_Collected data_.
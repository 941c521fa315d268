use fnv::{FnvHashMap, FnvHashSet};
use legion::world::SubWorld;
use legion::{system, Entity, IntoQuery};
use log::{debug, info, warn};
use nalgebra::Vector3;

use crate::ball::Ball;
use crate::court::{CourtScene, SurfaceKind, SurfaceQuery};
use crate::simulation::SimulationData;

/// Landing-detection thresholds. Tuned against the live integrator; the
/// check order below is load-bearing, so renumbering the checks changes
/// behavior.
#[derive(Clone, Copy, Debug, PartialEq)]
pub struct LandingConfig {
    /// Speed a body must exceed before it is tracked at all.
    pub min_tracking_speed: f32,
    /// Heights at or under this count as at the court.
    pub ground_proximity: f32,
    /// Vertical-velocity ceiling near the court: any descent qualifies, a
    /// body climbing faster than this does not.
    pub settle_velocity: f32,
    /// Widens ground_proximity for the ray-confirmed check.
    pub ray_band: f32,
    /// How far below the body the confirmation ray probes.
    pub ray_probe_distance: f32,
    /// Under this height the body has likely tunneled through the court.
    pub forced_low_height: f32,
    /// Looser overall-speed cap paired with forced_low_height.
    pub forced_low_speed: f32,
    /// Tunneled landings are reported at this height.
    pub snap_height: f32,
    /// At or under this height the body has landed no matter its velocity.
    pub rest_height: f32,
    /// Sanity bounds; outside them the feed is treated as corrupt and the
    /// tracking entry dropped without an event.
    pub min_sane_height: f32,
    pub max_sane_speed: f32,
    pub play_area_bound: f32,
}

impl Default for LandingConfig {
    fn default() -> Self {
        LandingConfig {
            min_tracking_speed: 1.5,
            ground_proximity: 0.5,
            settle_velocity: 0.5,
            ray_band: 1.5,
            ray_probe_distance: 1.0,
            forced_low_height: 0.15,
            forced_low_speed: 2.5,
            snap_height: 0.02,
            rest_height: 0.05,
            min_sane_height: -25.,
            max_sane_speed: 150.,
            play_area_bound: 250.,
        }
    }
}

/// Emitted exactly once per tracked flight, at the moment of detection.
#[derive(Clone, Copy, Debug, PartialEq)]
pub struct LandingEvent {
    pub entity: Entity,
    pub position: Vector3<f32>,
    pub impact_speed: f32,
    pub impact_velocity: Vector3<f32>,
    pub time: f64,
}

/// Which of the escalating checks fired; logged for threshold tuning.
#[derive(Clone, Copy, Debug, PartialEq, Eq)]
pub enum LandingCheck {
    NearGround,
    RayConfirmed,
    ForcedLow,
    LastResort,
}

#[derive(Clone, Copy, Debug, Default)]
struct TrackedFlight {
    landed: bool,
}

/// Per-body landing bookkeeping plus the outgoing event queue. Every
/// consumer of the body feed keeps its own map; nothing here is shared with
/// the flight timer or the marker layer.
#[derive(Default)]
pub struct LandingDetectionData {
    tracked: FnvHashMap<Entity, TrackedFlight>,
    pub events: Vec<LandingEvent>,
}

impl LandingDetectionData {
    /// Feed one body observation. Returns the landing event when this
    /// observation completes the body's flight.
    pub fn observe<Q: SurfaceQuery>(
        &mut self,
        entity: Entity,
        ball: &Ball,
        time: f64,
        config: &LandingConfig,
        query: &Q,
    ) -> Option<LandingEvent> {
        let speed = ball.speed();
        if ball.position.y < config.min_sane_height
            || speed > config.max_sane_speed
            || ball.position.x.abs() > config.play_area_bound
            || ball.position.z.abs() > config.play_area_bound
        {
            // Known physics-engine edge cases produce these; drop quietly
            // rather than let one bad body stall the loop.
            if self.tracked.remove(&entity).is_some() {
                warn!(
                    "Dropping corrupt body {:?}: position {:?}, speed {:.1}",
                    entity, ball.position, speed
                );
            }
            return None;
        }
        if !self.tracked.contains_key(&entity) {
            if speed <= config.min_tracking_speed {
                return None;
            }
            self.tracked.insert(entity, TrackedFlight::default());
            debug!("Tracking {:?} at speed {:.2}", entity, speed);
        }
        if self.tracked[&entity].landed {
            // Flight already over. The entry lingers until the body slows
            // back down, which is what forces a fresh launch before the same
            // body can land again.
            if speed < config.min_tracking_speed {
                self.tracked.remove(&entity);
            }
            return None;
        }
        let (position, check) = evaluate_landing(ball, config, query)?;
        if let Some(flight) = self.tracked.get_mut(&entity) {
            flight.landed = true;
        }
        let event = LandingEvent {
            entity,
            position,
            impact_speed: speed,
            impact_velocity: ball.velocity,
            time,
        };
        info!(
            "Landing ({:?}) {:?} at ({:.2}, {:.2}, {:.2}), impact speed {:.2}",
            check, entity, position.x, position.y, position.z, speed
        );
        self.events.push(event);
        Some(event)
    }

    /// Forget bodies that no longer exist.
    pub fn retain_alive(&mut self, alive: &FnvHashSet<Entity>) {
        self.tracked.retain(|entity, _| alive.contains(entity));
    }

    pub fn tracked_count(&self) -> usize {
        self.tracked.len()
    }
}

/// The escalating landing checks in priority order, first match wins. Each
/// is looser than the one before it, to tolerate discretization and
/// tunneling as impact speed grows.
fn evaluate_landing<Q: SurfaceQuery>(
    ball: &Ball,
    config: &LandingConfig,
    query: &Q,
) -> Option<(Vector3<f32>, LandingCheck)> {
    let height = ball.position.y;
    // 1. Near the court and not climbing away from it.
    if height <= config.ground_proximity && ball.velocity.y < config.settle_velocity {
        return Some((ball.position, LandingCheck::NearGround));
    }
    // 2. Slightly wider band, confirmed by a short downward probe. The ray
    // hit point beats the body position by up to a tick's worth of travel.
    if height <= config.ground_proximity * config.ray_band {
        if let Some(hit) = query.intersect(
            ball.position,
            Vector3::new(0., -1., 0.),
            config.ray_probe_distance,
        ) {
            if hit.kind == SurfaceKind::Court {
                return Some((hit.point, LandingCheck::RayConfirmed));
            }
        }
    }
    // 3. Sunk through the court at speed: snap back above the surface.
    if height < config.forced_low_height && ball.speed() < config.forced_low_speed {
        return Some((
            Vector3::new(ball.position.x, config.snap_height, ball.position.z),
            LandingCheck::ForcedLow,
        ));
    }
    // 4. Resting on the surface with whatever residual velocity survived
    // the earlier checks' windows.
    if height < config.rest_height {
        return Some((ball.position, LandingCheck::LastResort));
    }
    None
}

#[system]
#[read_component(Ball)]
pub fn detect_landings(
    world: &mut SubWorld,
    #[resource] data: &mut LandingDetectionData,
    #[resource] config: &LandingConfig,
    #[resource] scene: &CourtScene,
    #[resource] simulation_data: &SimulationData,
) {
    let mut alive = FnvHashSet::default();
    for (entity, ball) in <(Entity, &Ball)>::query().iter(world) {
        alive.insert(*entity);
        data.observe(*entity, ball, simulation_data.time, config, scene);
    }
    data.retain_alive(&alive);
}

#[cfg(test)]
mod tests {
    use super::*;
    use crate::ball::BALL_RADIUS;
    use crate::court::{Surface, SurfaceHit};
    use approx::assert_relative_eq;
    use legion::World;

    /// Empty scene: the ray-confirmed check can never fire.
    struct Open;

    impl SurfaceQuery for Open {
        fn intersect(&self, _: Vector3<f32>, _: Vector3<f32>, _: f32) -> Option<SurfaceHit> {
            None
        }
    }

    fn court() -> CourtScene {
        CourtScene {
            surfaces: vec![Surface::Plane {
                height: 0.,
                kind: SurfaceKind::Court,
            }],
        }
    }

    fn ball(position: Vector3<f32>, velocity: Vector3<f32>) -> Ball {
        Ball {
            position,
            velocity,
            radius: BALL_RADIUS,
        }
    }

    fn body() -> Entity {
        // Any entity works as an identity; the detector never dereferences it.
        let mut world = World::default();
        world.push((0usize,))
    }

    #[test]
    fn descending_body_near_court_lands_at_its_position() {
        let mut data = LandingDetectionData::default();
        let observed = ball(Vector3::new(0., 0.05, 3.), Vector3::new(0., -3., 0.));
        let event = data
            .observe(body(), &observed, 1.0, &LandingConfig::default(), &Open)
            .expect("should land on first observation");
        assert_relative_eq!(event.impact_speed, 3.0, epsilon = 1e-6);
        assert_relative_eq!(event.position, observed.position, epsilon = 1e-6);
        assert_relative_eq!(event.impact_velocity, observed.velocity, epsilon = 1e-6);
    }

    #[test]
    fn one_event_per_flight_no_matter_how_many_checks_hold() {
        let mut data = LandingDetectionData::default();
        let entity = body();
        let config = LandingConfig::default();
        // Satisfies the near-ground, forced-low and last-resort conditions
        // at once, for many consecutive ticks.
        let observed = ball(Vector3::new(0., 0.01, 0.), Vector3::new(2., -0.1, 0.));
        for tick in 0..20 {
            data.observe(entity, &observed, tick as f64 * 0.02, &config, &court());
        }
        assert_eq!(data.events.len(), 1);
    }

    #[test]
    fn slow_body_is_never_tracked() {
        let mut data = LandingDetectionData::default();
        let observed = ball(Vector3::new(0., 0.05, 0.), Vector3::new(0., -1., 0.));
        assert!(data
            .observe(body(), &observed, 0., &LandingConfig::default(), &Open)
            .is_none());
        assert_eq!(data.tracked_count(), 0);
        assert!(data.events.is_empty());
    }

    #[test]
    fn ray_confirmation_lands_at_the_hit_point() {
        let mut data = LandingDetectionData::default();
        // Too high for the near-ground check, inside the widened band, and
        // the probe finds the court straight below.
        let observed = ball(Vector3::new(2., 0.6, 1.), Vector3::new(0., -2., 0.));
        let event = data
            .observe(body(), &observed, 0., &LandingConfig::default(), &court())
            .expect("probe should confirm the landing");
        assert_relative_eq!(event.position, Vector3::new(2., 0., 1.), epsilon = 1e-5);
    }

    #[test]
    fn tunneled_body_is_snapped_above_the_court() {
        let mut data = LandingDetectionData::default();
        // Below the court, climbing too fast for the near-ground check, and
        // the downward probe finds nothing from under the plane.
        let observed = ball(Vector3::new(1., -0.1, 2.), Vector3::new(0., 1.8, 0.));
        let event = data
            .observe(body(), &observed, 0., &LandingConfig::default(), &court())
            .expect("forced-low should fire");
        assert_relative_eq!(event.position, Vector3::new(1., 0.02, 2.), epsilon = 1e-6);
    }

    #[test]
    fn last_resort_catches_fast_risers_on_the_surface() {
        let mut data = LandingDetectionData::default();
        // Rising too fast for near-ground, no scene for the probe, too fast
        // for forced-low; only the height-only check is left.
        let observed = ball(Vector3::new(0., 0.04, 0.), Vector3::new(0., 3., 0.));
        let event = data
            .observe(body(), &observed, 0., &LandingConfig::default(), &Open)
            .expect("last-resort should fire");
        assert_relative_eq!(event.position, observed.position, epsilon = 1e-6);
    }

    #[test]
    fn airborne_body_above_every_band_does_not_land() {
        let mut data = LandingDetectionData::default();
        let observed = ball(Vector3::new(0., 3., 0.), Vector3::new(0., -5., 4.));
        assert!(data
            .observe(body(), &observed, 0., &LandingConfig::default(), &court())
            .is_none());
        assert_eq!(data.tracked_count(), 1);
    }

    #[test]
    fn corrupt_feed_drops_the_entry_without_an_event() {
        let mut data = LandingDetectionData::default();
        let entity = body();
        let config = LandingConfig::default();
        let airborne = ball(Vector3::new(0., 3., 0.), Vector3::new(0., -5., 4.));
        data.observe(entity, &airborne, 0., &config, &court());
        assert_eq!(data.tracked_count(), 1);
        // The engine hiccups: the body teleports far underground.
        let corrupt = ball(Vector3::new(0., -100., 0.), Vector3::new(0., -5., 4.));
        assert!(data.observe(entity, &corrupt, 0.02, &config, &court()).is_none());
        assert_eq!(data.tracked_count(), 0);
        assert!(data.events.is_empty());
    }

    #[test]
    fn relanding_requires_a_fresh_launch() {
        let mut data = LandingDetectionData::default();
        let entity = body();
        let config = LandingConfig::default();
        let landing = ball(Vector3::new(0., 0.05, 0.), Vector3::new(0., -3., 0.));
        data.observe(entity, &landing, 0., &config, &court());
        assert_eq!(data.events.len(), 1);
        // Still fast: the finished flight lingers, no second event.
        data.observe(entity, &landing, 0.02, &config, &court());
        assert_eq!(data.events.len(), 1);
        // Slows to rest: entry retires.
        let rest = ball(Vector3::new(0., 0.03, 0.), Vector3::zeros());
        data.observe(entity, &rest, 0.04, &config, &court());
        assert_eq!(data.tracked_count(), 0);
        // Relaunched: a brand-new flight may land again.
        let relaunch = ball(Vector3::new(0., 0.4, 0.), Vector3::new(0., -4., 2.));
        data.observe(entity, &relaunch, 0.06, &config, &court());
        assert_eq!(data.events.len(), 2);
    }
}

_Exercise_. From the first line of the data above to the line holding "pub struct LandingConfig", reproduce each line exactly; emit no other lines.

_Exercise answer_.
repository 941c521fa315d268
use fnv::{FnvHashMap, FnvHashSet};
use legion::world::SubWorld;
use legion::{system, Entity, IntoQuery};
use log::{debug, info, warn};
use nalgebra::Vector3;

use crate::ball::Ball;
use crate::court::{CourtScene, SurfaceKind, SurfaceQuery};
use crate::simulation::SimulationData;

/// Landing-detection thresholds. Tuned against the live integrator; the
/// check order below is load-bearing, so renumbering the checks changes
/// behavior.
#[derive(Clone, Copy, Debug, PartialEq)]
pub struct LandingConfig {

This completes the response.